# Snapper Time



## FiletFisherman (Jun 5, 2009)

The crew this week was Fred, Hunter, Mitchell, and myself. We didn't try the seas on Friday, but we were geared up and ready to roll on Friday. We headed out of Billy Goat hole at about 0600 and headed southeast in hopes of finding some decent vis and fish. We found both. We were met with good 20-30' vis just about all day, as we just hit numerous public numbers for an easy limit of snapper, some triggers, a few scamp, and a black snapper. The biggest snapper was shot by Mitchell and weighed right at 30 lbs. Hunter, who's new to diving, was also to hammer to his first snapper. There were about 5 of our 8 snapper that went 20+, and 3 of those went 25+. My best for the day was a 26 lb. sow. The seas actually did exactly what the weather called for as they were 2-3 at daylight, but diminshed to 1 footers throughout the day. Overall, another great day of diving and spearfishing with good friends and family, and enjoying the Gulf. Here are a few pictures from the day. The last picture is mine and Hunter's share of the catch that day, plus a snapper from Mitchell (he is going again today, so he has all the snapper he needs).

Happy diving,
Dustin


----------



## buckeye83 (Nov 19, 2008)

Those are some tanks!


----------



## Goldigger (Mar 14, 2011)

*Nice mess*

Nice catch


----------



## coolbluestreak (Jun 27, 2011)

Nice stringer guys!


----------



## Stud Muffin (Apr 25, 2012)

Those are some studs. The fish that is. What dept did you find those guys at?


----------



## Cajun Spearit (Jun 3, 2011)

Very nice...


----------



## SaltAddict (Jan 6, 2010)

Sweet!


----------



## FiletFisherman (Jun 5, 2009)

All of our dives that day were between 100-130 feet.


----------



## FiletFisherman (Jun 5, 2009)

Stud Muffin said:


> Those are some studs. The fish that is. What dept did you find those guys at?
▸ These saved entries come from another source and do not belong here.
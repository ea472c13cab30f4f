//! ledsync agent - main entry point
//!
//! Wires the MQTT session, the simulated pins, and the reconciliation
//! controller together and drives the cooperative poll loop until a
//! shutdown signal arrives.

use clap::{Parser, Subcommand};
use ledsync::attributes::AttributeKey;
use ledsync::config::AgentConfig;
use ledsync::io::{SimButton, SimLed};
use ledsync::observability::init_default_logging;
use ledsync::sync::SyncController;
use ledsync::transport::{MqttSession, Session};
use std::path::PathBuf;
use std::process;
use std::time::Instant;
use tokio::signal;
use tracing::{error, info};

/// Device-side attribute synchronization agent
#[derive(Parser)]
#[command(name = "ledsyncd")]
#[command(about = "Mirrors a boolean LED state against a remote device-management platform")]
#[command(version)]
struct Cli {
    /// Configuration file path
    #[arg(short, long, value_name = "FILE")]
    config: Option<PathBuf>,

    #[command(subcommand)]
    command: Commands,
}

#[derive(Subcommand)]
enum Commands {
    /// Run the synchronization loop
    Run,
    /// Validate configuration
    Config {
        /// Show current configuration
        #[arg(long)]
        show: bool,
    },
}

#[tokio::main]
async fn main() {
    let cli = Cli::parse();

    init_default_logging();

    info!("Starting ledsync agent v{}", env!("CARGO_PKG_VERSION"));

    let config = match load_configuration(&cli.config) {
        Ok(config) => config,
        Err(e) => {
            error!("Failed to load configuration: {}", e);
            process::exit(1);
        }
    };

    let result = match cli.command {
        Commands::Run => run_agent(config).await,
        Commands::Config { show } => handle_config_command(config, show),
    };

    if let Err(e) = result {
        error!("Command failed: {}", e);
        process::exit(1);
    }

    info!("Agent shutdown complete");
}

fn load_configuration(
    config_path: &Option<PathBuf>,
) -> Result<AgentConfig, Box<dyn std::error::Error>> {
    match config_path {
        Some(path) => {
            info!("Loading configuration from: {}", path.display());
            Ok(AgentConfig::load_from_file(path)?)
        }
        None => {
            // Try default locations
            let default_paths = vec!["ledsync.toml", "config/ledsync.toml"];

            for path_str in default_paths {
                let path = PathBuf::from(path_str);
                if path.exists() {
                    info!("Loading configuration from: {}", path.display());
                    return Ok(AgentConfig::load_from_file(&path)?);
                }
            }

            error!(
                "No configuration file found. Please provide one with -c/--config or create ledsync.toml"
            );
            process::exit(1);
        }
    }
}

async fn run_agent(config: AgentConfig) -> Result<(), Box<dyn std::error::Error>> {
    info!("Agent starting for device: {}", config.device.name);

    let access_token = config.get_access_token()?;
    let session = MqttSession::new(&config.device.name, config.mqtt.clone(), access_token);

    let led = SimLed::new(config.gpio.led_pin);
    let button = SimButton::new();
    info!(
        led_pin = config.gpio.led_pin,
        button_pin = config.gpio.button_pin,
        "Simulated pins configured"
    );

    let attribute_key = AttributeKey::new(config.sync.attribute_key.clone())?;
    let mut controller = SyncController::new(
        session,
        led,
        button,
        attribute_key,
        config.request_timeout(),
    );

    let mut ticker = tokio::time::interval(config.tick_interval());
    ticker.set_missed_tick_behavior(tokio::time::MissedTickBehavior::Delay);

    let mut sigint = signal::unix::signal(signal::unix::SignalKind::interrupt())?;
    let mut sigterm = signal::unix::signal(signal::unix::SignalKind::terminate())?;

    info!("Synchronization loop running");

    loop {
        tokio::select! {
            _ = sigint.recv() => {
                info!("Received SIGINT, shutting down gracefully...");
                break;
            }
            _ = sigterm.recv() => {
                info!("Received SIGTERM, shutting down gracefully...");
                break;
            }
            _ = ticker.tick() => {
                controller.tick(Instant::now()).await;
            }
        }
    }

    if let Err(e) = controller.session_mut().disconnect().await {
        error!("Error during disconnect: {}", e);
    }
    Ok(())
}

fn handle_config_command(
    config: AgentConfig,
    show: bool,
) -> Result<(), Box<dyn std::error::Error>> {
    if show {
        println!("Current configuration:");
        println!("{}", toml::to_string_pretty(&config)?);
    }

    info!("Configuration validation complete");
    Ok(())
}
All of our dives that day were between 100-130 feet.


----------



## jcoss15 (Oct 11, 2010)

thats awesome man...never been spearfishing before, but it seems to combine two of my favorite things hunting and fishing so its got to be fun...


----------



## SlingShaft (Apr 25, 2010)

*Spearfishing*

Same here as far as combining hunting and fishing.....two of my loves. I call it "Hunting in the off-season". Another thing to consider....they are always biting :yes:


----------